Ábalos amenaza desde prisión con romper el pacto de silencio; el Gobierno se revuelve y los de Bildu sostienen que Cerdán es inocente, que es una víctima judicial por ahormar una sólida entente entre su partido y el PSOE. Por su parte, Sánchez y Bolaños mantienen a su vez que el inocente es García Ortiz, condenado por el Supremo. Lo reiteran porque fían su narrativa a la sentencia del TC, que fijó doctrina con los condenados por los ERE.
Este es el estado de la cuestión, cuyo antecedente más inmediato fue el 41º Congreso socialista, cuando Sánchez celebró y glorificó la corrupción en el PSOE: en pie, los compromisarios aplaudieron a Begoña Gómez, Sánchez loó a los responsables de la trama de los ERE y, junto con Zapatero, encumbró a Cerdán cuando probablemente Sánchez ya conocía de los avances de la investigación. Parte del éxito de permanencia de Sánchez radica en tejer y extender una tupida red de complicidades.
Para Sánchez, el partido puede ser chiquito pero férreo. En 2011, Zapatero -aunque el candidato fue Rubalcaba- lo dejó con apenas 7 millones de votos y 110 escaños. En 2015, Sánchez obtuvo 5,5 millones y 90 escaños. Con ellos, Sánchez pretendió ser presidente. Su partido le puso una línea roja y otra naranja: sin los nacionalistas y con Rivera de contrapeso a Iglesias. Sánchez, el único que quería que fraguara el potaje, no pudo consumar su gran salto y se escudó en aquella cursilada de "poner en marcha el reloj de la democracia".
Sánchez era el candidato del aparato y todavía sonaba bien. A pesar de que ya mostró algunos signos de su condición pendenciera en el debate electoral con Rajoy. Lejos de recuperarse, en 2016 conservó a la baja sus 5,4 millones de electores y 84 diputados. Con ellos fue presidente. Iglesias y sus fuerzas satélites le pisaban los talones. Entonces giró bruscamente el volante: "Me equivoqué con Podemos". La izquierda se había roto y él no podía unirla sino amalgamarla. El partido lo depuso. Iglesias, y quizás Sabiniano Gómez, mandaron a sus bases a protestar a Ferraz.
Él arremetió contra El País y Telefónica. Iglesias anudó las interconexiones con las herriko tabernas. La trama de Cerdán ya operaba en Navarra. Años atrás, Zapatero había negociado con ETA un referéndum para incorporarla al País Vasco: "habría que darles algo", reconoció. Zapatero ya elogiaba a Otegi.
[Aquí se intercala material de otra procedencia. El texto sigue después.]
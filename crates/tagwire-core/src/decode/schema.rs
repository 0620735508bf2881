//! Declarative field descriptors.
//!
//! A [`Schema`] lists, for a target type, which field numbers it expects, what
//! kind each one is, and how to store the decoded value. Decoding starts from
//! `T::default()` and applies each setter in declaration order.

use super::{FieldStore, FieldValue, Message};
use crate::error::Result;
use std::fmt;

/// The kind of value a schema field expects
#[derive(Debug, Clone, Copy, PartialEq, Eq, Hash)]
pub enum FieldKind {
    /// Presence flag
    Bool,
    /// UTF-8 text
    String,
    /// Raw bytes
    Bytes,
    /// 64-bit float
    Double,
    /// 32-bit float
    Float,
    /// Native-width signed integer
    Int,
    /// 8-bit signed integer (unsupported)
    Int8,
    /// 16-bit signed integer (unsupported)
    Int16,
    /// 32-bit signed integer
    Int32,
    /// 64-bit signed integer
    Int64,
    /// Native-width unsigned integer
    UInt,
    /// 8-bit unsigned integer (unsupported)
    UInt8,
    /// 16-bit unsigned integer (unsupported)
    UInt16,
    /// 32-bit unsigned integer
    UInt32,
    /// 64-bit unsigned integer
    UInt64,
    /// Nested message
    Message,
}

impl FieldKind {
    /// Returns true if reading this kind always fails
    pub fn is_unsupported(&self) -> bool {
        matches!(
            self,
            FieldKind::Int8 | FieldKind::Int16 | FieldKind::UInt8 | FieldKind::UInt16
        )
    }
}

type Setter<T> = Box<dyn Fn(&mut T, &FieldStore) -> Result<()> + Send + Sync>;

/// One entry of a [`Schema`]
pub struct FieldSpec<T> {
    number: u32,
    kind: FieldKind,
    optional: bool,
    setter: Setter<T>,
}

impl<T> FieldSpec<T> {
    /// Field number on the wire
    pub fn number(&self) -> u32 {
        self.number
    }

    /// Expected kind
    pub fn kind(&self) -> FieldKind {
        self.kind
    }

    /// Whether absence is tolerated
    pub fn is_optional(&self) -> bool {
        self.optional
    }
}

impl<T> fmt::Debug for FieldSpec<T> {
    fn fmt(&self, f: &mut fmt::Formatter<'_>) -> fmt::Result {
        f.debug_struct("FieldSpec")
            .field("number", &self.number)
            .field("kind", &self.kind)
            .field("optional", &self.optional)
            .finish()
    }
}

/// Ordered field descriptors for a target type.
///
/// # Example
///
/// ```
/// use tagwire_core::{FieldStore, Message, Result, Schema};
/// use std::sync::OnceLock;
///
/// #[derive(Default)]
/// struct Greeting {
///     text: String,
///     loud: bool,
/// }
///
/// impl Greeting {
///     fn schema() -> &'static Schema<Self> {
///         static SCHEMA: OnceLock<Schema<Greeting>> = OnceLock::new();
///         SCHEMA.get_or_init(|| {
///             Schema::new()
///                 .field(1, |g: &mut Greeting, v| g.text = v)
///                 .field(2, |g: &mut Greeting, v| g.loud = v)
///         })
///     }
/// }
///
/// impl Message for Greeting {
///     fn decode_fields(fields: &FieldStore) -> Result<Self> {
///         Self::schema().decode(fields)
///     }
/// }
///
/// let greeting: Greeting = tagwire_core::decode(&[0x0A, 0x02, b'h', b'i'])?;
/// assert_eq!(greeting.text, "hi");
/// assert!(!greeting.loud);
/// # Ok::<(), tagwire_core::Error>(())
/// ```
pub struct Schema<T> {
    fields: Vec<FieldSpec<T>>,
}

impl<T: Default + 'static> Default for Schema<T> {
    fn default() -> Self {
        Self::new()
    }
}

impl<T: Default + 'static> Schema<T> {
    /// Creates an empty schema
    pub fn new() -> Self {
        Self { fields: Vec::new() }
    }

    /// Adds a scalar field; use `Option<V>` for fields that may be absent
    pub fn field<V: FieldValue + 'static>(mut self, number: u32, set: fn(&mut T, V)) -> Self {
        self.fields.push(FieldSpec {
            number,
            kind: V::KIND,
            optional: V::OPTIONAL,
            setter: Box::new(move |target: &mut T, fields: &FieldStore| {
                set(target, fields.get::<V>(number)?);
                Ok(())
            }),
        });
        self
    }

    /// Adds a required nested message field
    pub fn message<M: Message + 'static>(mut self, number: u32, set: fn(&mut T, M)) -> Self {
        self.fields.push(FieldSpec {
            number,
            kind: FieldKind::Message,
            optional: false,
            setter: Box::new(move |target: &mut T, fields: &FieldStore| {
                set(target, fields.read_message::<M>(number)?);
                Ok(())
            }),
        });
        self
    }

    /// Adds a nested message field that may be absent
    pub fn optional_message<M: Message + 'static>(
        mut self,
        number: u32,
        set: fn(&mut T, Option<M>),
    ) -> Self {
        self.fields.push(FieldSpec {
            number,
            kind: FieldKind::Message,
            optional: true,
            setter: Box::new(move |target: &mut T, fields: &FieldStore| {
                let value = if fields.contains(number) {
                    Some(fields.read_message::<M>(number)?)
                } else {
                    None
                };
                set(target, value);
                Ok(())
            }),
        });
        self
    }

    /// Builds a `T` from the store, failing on the first field that fails
    pub fn decode(&self, fields: &FieldStore) -> Result<T> {
        let mut target = T::default();
        for spec in &self.fields {
            (spec.setter)(&mut target, fields)?;
        }
        Ok(target)
    }

    /// Field descriptors in declaration order
    pub fn fields(&self) -> impl Iterator<Item = &FieldSpec<T>> {
        self.fields.iter()
    }

    /// Number of declared fields
    pub fn len(&self) -> usize {
        self.fields.len()
    }

    /// Returns true if no fields are declared
    pub fn is_empty(&self) -> bool {
        self.fields.is_empty()
    }
}

impl<T> fmt::Debug for Schema<T> {
    fn fmt(&self, f: &mut fmt::Formatter<'_>) -> fmt::Result {
        f.debug_list().entries(&self.fields).finish()
    }
}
Ese caldo de cultivo propició la moción de censura de 2018: Zapatero -ya de negocios en Venezuela- y Sánchez concluyeron que el PSOE era simplemente un vehículo de poder. Renunciaron a restablecer su posición sistémica y hegemónica. Sin usar un carril alternativo no recuperarían La Moncloa. Aparecieron Delgado, Garzón, De Prada... Bildu, bien atado, era el cebo para el PNV; Navarra, palanca y horizonte. Todos acordaron tomarla por la vía lenta aunque todo fue más rápido de lo inicialmente previsto. En 2017, Sánchez creó Bancal de Rosas con dinero no identificado para sus primarias y designó a Cerdán gran muñidor.
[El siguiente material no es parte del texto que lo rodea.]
use std::sync::Arc;

use async_trait::async_trait;
use bytes::Bytes;
use futures::stream::{self, BoxStream, StreamExt};

use crate::{FileStat, LayerFsResult, VirtualPath};

//--------------------------------------------------------------------------------------------------
// Types
//--------------------------------------------------------------------------------------------------

/// A storage backend handle that can be shared between many operations.
pub type SharedBackend = Arc<dyn StorageBackend>;

//--------------------------------------------------------------------------------------------------
// Traits
//--------------------------------------------------------------------------------------------------

/// A trait that defines the interface for the storage a layer lives on.
///
/// Every operation is atomic for a single path. Operations spanning several paths (merging,
/// materializing) are orchestrated on top of this trait and are not atomic as a whole.
///
/// Implementations report failures with the backend kinds of [`LayerFsError`](crate::LayerFsError):
/// `NotFound`, `AlreadyExists`, `NotADirectory`, `IsADirectory`, `DirectoryNotEmpty`,
/// `PermissionDenied`, `InvalidPath`, or `Backend` for anything else.
#[async_trait]
pub trait StorageBackend: Send + Sync {
    /// Gets the stats of a file or directory.
    ///
    /// ## Errors
    ///
    /// Returns `NotFound` if the path does not exist.
    async fn stat(&self, path: &VirtualPath) -> LayerFsResult<FileStat>;

    /// Reads the full content of a file.
    ///
    /// ## Errors
    ///
    /// Returns an error if:
    /// - The file doesn't exist
    /// - The path is a directory
    async fn read_file(&self, path: &VirtualPath) -> LayerFsResult<Bytes>;

    /// Replaces the content of a file, creating it and any missing parent directories.
    ///
    /// ## Errors
    ///
    /// Returns an error if:
    /// - The path is a directory
    /// - An ancestor of the path is a file
    async fn write_file(&self, path: &VirtualPath, content: Bytes) -> LayerFsResult<()>;

    /// Lists the names of the entries in a directory.
    ///
    /// ## Errors
    ///
    /// Returns an error if:
    /// - The path doesn't exist
    /// - The path is not a directory
    async fn readdir(&self, path: &VirtualPath) -> LayerFsResult<Vec<String>>;

    /// Removes a file.
    ///
    /// ## Errors
    ///
    /// Returns an error if:
    /// - The path doesn't exist
    /// - The path is a directory
    async fn unlink(&self, path: &VirtualPath) -> LayerFsResult<()>;

    /// Creates a directory along with any missing parent directories.
    ///
    /// ## Errors
    ///
    /// Returns an error if:
    /// - Something already exists at the path
    /// - An ancestor of the path is a file
    async fn mkdir(&self, path: &VirtualPath) -> LayerFsResult<()>;

    /// Removes an empty directory.
    ///
    /// ## Errors
    ///
    /// Returns an error if:
    /// - The path doesn't exist or is the root
    /// - The path is not a directory
    /// - The directory is not empty
    async fn rmdir(&self, path: &VirtualPath) -> LayerFsResult<()>;

    /// Reads a file as a stream of chunks of at most `chunk_size` bytes.
    ///
    /// The default implementation reads the whole file and slices it; backends that can read
    /// incrementally should override it.
    async fn read_stream(
        &self,
        path: &VirtualPath,
        chunk_size: usize,
    ) -> LayerFsResult<BoxStream<'static, LayerFsResult<Bytes>>> {
        let content = self.read_file(path).await?;
        let chunk_size = chunk_size.max(1);
        let chunks = (0..content.len())
            .step_by(chunk_size)
            .map(|start| {
                let end = (start + chunk_size).min(content.len());
                Ok(content.slice(start..end))
            })
            .collect::<Vec<_>>();

        Ok(stream::iter(chunks).boxed())
    }
}

//--------------------------------------------------------------------------------------------------
// Functions
//--------------------------------------------------------------------------------------------------

/// Stats a path, mapping `NotFound` to `None`.
pub(crate) async fn stat_opt(
    backend: &dyn StorageBackend,
    path: &VirtualPath,
) -> LayerFsResult<Option<FileStat>> {
    match backend.stat(path).await {
        Ok(stat) => Ok(Some(stat)),
        Err(e) if e.is_not_found() => Ok(None),
        Err(e) => Err(e),
    }
}

/// Reads a file, mapping `NotFound` to `None`.
pub(crate) async fn read_opt(
    backend: &dyn StorageBackend,
    path: &VirtualPath,
) -> LayerFsResult<Option<Bytes>> {
    match backend.read_file(path).await {
        Ok(content) => Ok(Some(content)),
        Err(e) if e.is_not_found() => Ok(None),
        Err(e) => Err(e),
    }
}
Desde el poder organizó los "viernes sociales" y cosechó sus mejores resultados: devolvió al PSOE a los 7,5 millones de votos. Sin embargo, en noviembre, de nuevo, 6,7: 120 escaños. Su coreografía entonó "Con Rivera, no". Ábalos se mostró implacable con él; por orden de Sánchez, pero también por interés propio. Rivera, que identificó a la "banda de Sánchez", no hubiera consentido la ciénaga como lo hacen sus peones, de Díaz a Esteban, de Urtasun a Rufián; de Otegi a Belarra: así funciona el sistema de dependencias múltiples.
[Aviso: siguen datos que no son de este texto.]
use std::collections::{BTreeMap, BTreeSet};

use bytes::Bytes;
use chrono::{Duration, Utc};
use getset::Getters;

use crate::{
    backend::read_opt, FileStat, LayerFsError, LayerFsResult, QueryOptions, SharedBackend,
    Traversal, ViewQuery, VirtualPath, NO_EXTENSION_GROUP,
};

//--------------------------------------------------------------------------------------------------
// Types
//--------------------------------------------------------------------------------------------------

/// A file returned by a query.
#[derive(Debug, Clone, PartialEq, Eq, Getters)]
#[getset(get = "pub with_prefix")]
pub struct FileEntry {
    /// The path of the file.
    path: VirtualPath,

    /// The stats of the file, if the query kept them.
    stats: Option<FileStat>,

    /// The content of the file, if the query loaded it.
    content: Option<Bytes>,
}

/// One match found by a content search.
///
/// Offsets are byte offsets into the untrimmed line.
#[derive(Debug, Clone, PartialEq, Eq, Getters)]
#[getset(get = "pub with_prefix")]
pub struct SearchMatch {
    /// The file the match was found in.
    file: VirtualPath,

    /// The line number, starting at 1.
    line: usize,

    /// The matching line with surrounding whitespace trimmed.
    text: String,

    /// The column the match starts at.
    column: usize,

    /// The offset where the match starts.
    match_start: usize,

    /// The offset where the match ends.
    match_end: usize,
}

/// A queried view over the files of one layer.
///
/// A view only holds the query; every method walks the backend again, so results always reflect
/// the latest writes.
#[derive(Clone)]
pub struct View {
    backend: SharedBackend,
    query: ViewQuery,
}

//--------------------------------------------------------------------------------------------------
// Methods
//--------------------------------------------------------------------------------------------------

impl FileEntry {
    /// Creates a new file entry.
    pub fn new(path: VirtualPath, stats: Option<FileStat>, content: Option<Bytes>) -> Self {
        Self {
            path,
            stats,
            content,
        }
    }

    /// Returns the size of the file if its stats are present.
    pub fn size(&self) -> Option<u64> {
        self.stats.as_ref().map(FileStat::get_size)
    }
}

impl View {
    /// Creates a view over `backend` filtered by `query`.
    pub fn new(backend: SharedBackend, query: ViewQuery) -> Self {
        Self { backend, query }
    }

    /// Returns the query of this view.
    pub fn get_query(&self) -> &ViewQuery {
        &self.query
    }

    /// Loads every file matching the query.
    ///
    /// The walk starts at `/`. Paths that disappear while loading are skipped.
    pub async fn load(&self) -> LayerFsResult<Vec<FileEntry>> {
        self.load_with(self.query.get_options().include_content).await
    }

    async fn load_with(&self, include_content: bool) -> LayerFsResult<Vec<FileEntry>> {
        let options = self.query.get_options();
        let mut walk = Traversal::new(&*self.backend, VirtualPath::root(), options.recursive, true);
        let mut entries = Vec::new();

        while let Some(entry) = walk.next().await {
            let (path, stat) = entry?;
            let Some(stat) = stat else { continue };
            if !self.query.matches(&path, &stat) {
                continue;
            }

            let content = if include_content {
                match read_opt(&*self.backend, &path).await? {
                    Some(content) => Some(content),
                    None => {
                        tracing::debug!("path disappeared before read: {}", path);
                        continue;
                    }
                }
            } else {
                None
            };

            let stats = options.include_stats.then_some(stat);
            entries.push(FileEntry::new(path, stats, content));
        }

        Ok(entries)
    }

    /// Counts the files matching the query without loading their content.
    pub async fn count(&self) -> LayerFsResult<usize> {
        Ok(self.load_with(false).await?.len())
    }

    /// Loads the matching files and keeps the ones accepted by `predicate`.
    pub async fn filter(
        &self,
        predicate: impl Fn(&FileEntry) -> bool,
    ) -> LayerFsResult<Vec<FileEntry>> {
        let entries = self.load().await?;
        Ok(entries.into_iter().filter(|e| predicate(e)).collect())
    }

    /// Searches the content of matching files line by line.
    ///
    /// Files that are not valid UTF-8 are treated as binary and skipped.
    ///
    /// ## Errors
    ///
    /// Returns [`LayerFsError::InvalidQuery`] if the query has neither a content pattern nor a
    /// content regex.
    pub async fn search_content(&self) -> LayerFsResult<Vec<SearchMatch>> {
        let matcher = self.query.get_content_matcher().ok_or_else(|| {
            LayerFsError::InvalidQuery(
                "either content_pattern or content_regex must be set".to_string(),
            )
        })?;
        let limit = self.query.get_options().max_matches_per_file.filter(|n| *n > 0);

        let mut matches = Vec::new();
        for entry in self.load_with(true).await? {
            let Some(content) = entry.content.as_ref() else {
                continue;
            };

            let Ok(text) = std::str::from_utf8(content) else {
                tracing::trace!("skipping binary file: {}", entry.path);
                continue;
            };

            let mut found = 0;
            'lines: for (index, line) in text.split('\n').enumerate() {
                for m in matcher.find_iter(line) {
                    matches.push(SearchMatch {
                        file: entry.path.clone(),
                        line: index + 1,
                        text: line.trim().to_string(),
                        column: m.start(),
                        match_start: m.start(),
                        match_end: m.end(),
                    });

                    found += 1;
                    if limit.is_some_and(|limit| found >= limit) {
                        break 'lines;
                    }
                }
            }
        }

        Ok(matches)
    }

    /// Returns the matching files whose content contains `pattern`.
    ///
    /// The pattern is literal text unless `regex` is `true`.
    pub async fn files_containing(
        &self,
        pattern: &str,
        regex: bool,
    ) -> LayerFsResult<Vec<FileEntry>> {
        let search = self.rewrite(|options| {
            if regex {
                options.content_regex = Some(pattern.to_string());
            } else {
                options.content_regex = None;
                options.content_pattern = Some(pattern.to_string());
            }
        })?;

        let files = search
            .search_content()
            .await?
            .into_iter()
            .map(|m| m.file)
            .collect::<BTreeSet<_>>();

        self.filter(|entry| files.contains(&entry.path)).await
    }

    /// Returns the matching files modified within `max_age` of now.
    pub async fn recent_files(&self, max_age: Duration) -> LayerFsResult<Vec<FileEntry>> {
        let cutoff = Utc::now() - max_age;
        self.filter(|entry| {
            entry
                .stats
                .as_ref()
                .is_some_and(|stats| *stats.get_modified_at() >= cutoff)
        })
        .await
    }

    /// Returns the `n` largest matching files, largest first.
    pub async fn largest_files(&self, n: usize) -> LayerFsResult<Vec<FileEntry>> {
        let mut files = self.filter(|entry| entry.stats.is_some()).await?;
        files.sort_by_key(|entry| std::cmp::Reverse(entry.size()));
        files.truncate(n);
        Ok(files)
    }

    /// Returns the total size in bytes of the matching files.
    pub async fn total_size(&self) -> LayerFsResult<u64> {
        let files = self.load().await?;
        Ok(files.iter().filter_map(FileEntry::size).sum())
    }

    /// Groups the matching files by extension, such as `.rs`.
    ///
    /// Files without an extension are grouped under `(no extension)`.
    pub async fn group_by_extension(&self) -> LayerFsResult<BTreeMap<String, Vec<FileEntry>>> {
        let mut groups: BTreeMap<String, Vec<FileEntry>> = BTreeMap::new();
        for file in self.load().await? {
            let key = file.path.extension().unwrap_or(NO_EXTENSION_GROUP).to_string();
            groups.entry(key).or_default().push(file);
        }

        Ok(groups)
    }

    /// Returns a view with a different path glob.
    pub fn with_pattern(&self, pattern: impl Into<String>) -> LayerFsResult<Self> {
        let pattern = pattern.into();
        self.rewrite(|options| options.path_pattern = pattern)
    }

    /// Returns a view that does or does not load file content.
    pub fn with_content(&self, include: bool) -> LayerFsResult<Self> {
        self.rewrite(|options| options.include_content = include)
    }

    /// Returns a view with different size bounds.
    pub fn with_size_range(
        &self,
        min_size: Option<u64>,
        max_size: Option<u64>,
    ) -> LayerFsResult<Self> {
        self.rewrite(|options| {
            options.min_size = min_size;
            options.max_size = max_size;
        })
    }

    /// Returns a view with a different path regex.
    pub fn with_regex(&self, pattern: impl Into<String>) -> LayerFsResult<Self> {
        let pattern = pattern.into();
        self.rewrite(|options| options.regex_pattern = Some(pattern))
    }

    fn rewrite(&self, update: impl FnOnce(&mut QueryOptions)) -> LayerFsResult<Self> {
        Ok(Self::new(self.backend.clone(), self.query.with_options(update)?))
    }
}

//--------------------------------------------------------------------------------------------------
// Tests
//--------------------------------------------------------------------------------------------------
Luego la pandemia paró el reloj, justo cuando Ábalos cambiaba siete veces su versión sobre el aterrizaje de Delcy Rodríguez. El resto han sido tramas -de mascarillas, hidrocarburos y comisiones por obra-; rescate de Air Europa y la venezolana Plus Ultra; promoción obscena de Begoña Gómez, burdo enchufe del hermano de Sánchez, viajes a Ginebra, Ley de Amnistía y utilización viscosa de la Fiscalía General del Estado. Todo sin Presupuestos desde la legislatura anterior. El Parlamento ha tumbado la senda de déficit. Sánchez farolea en inglés y gana otra noche: "Ni tan mal".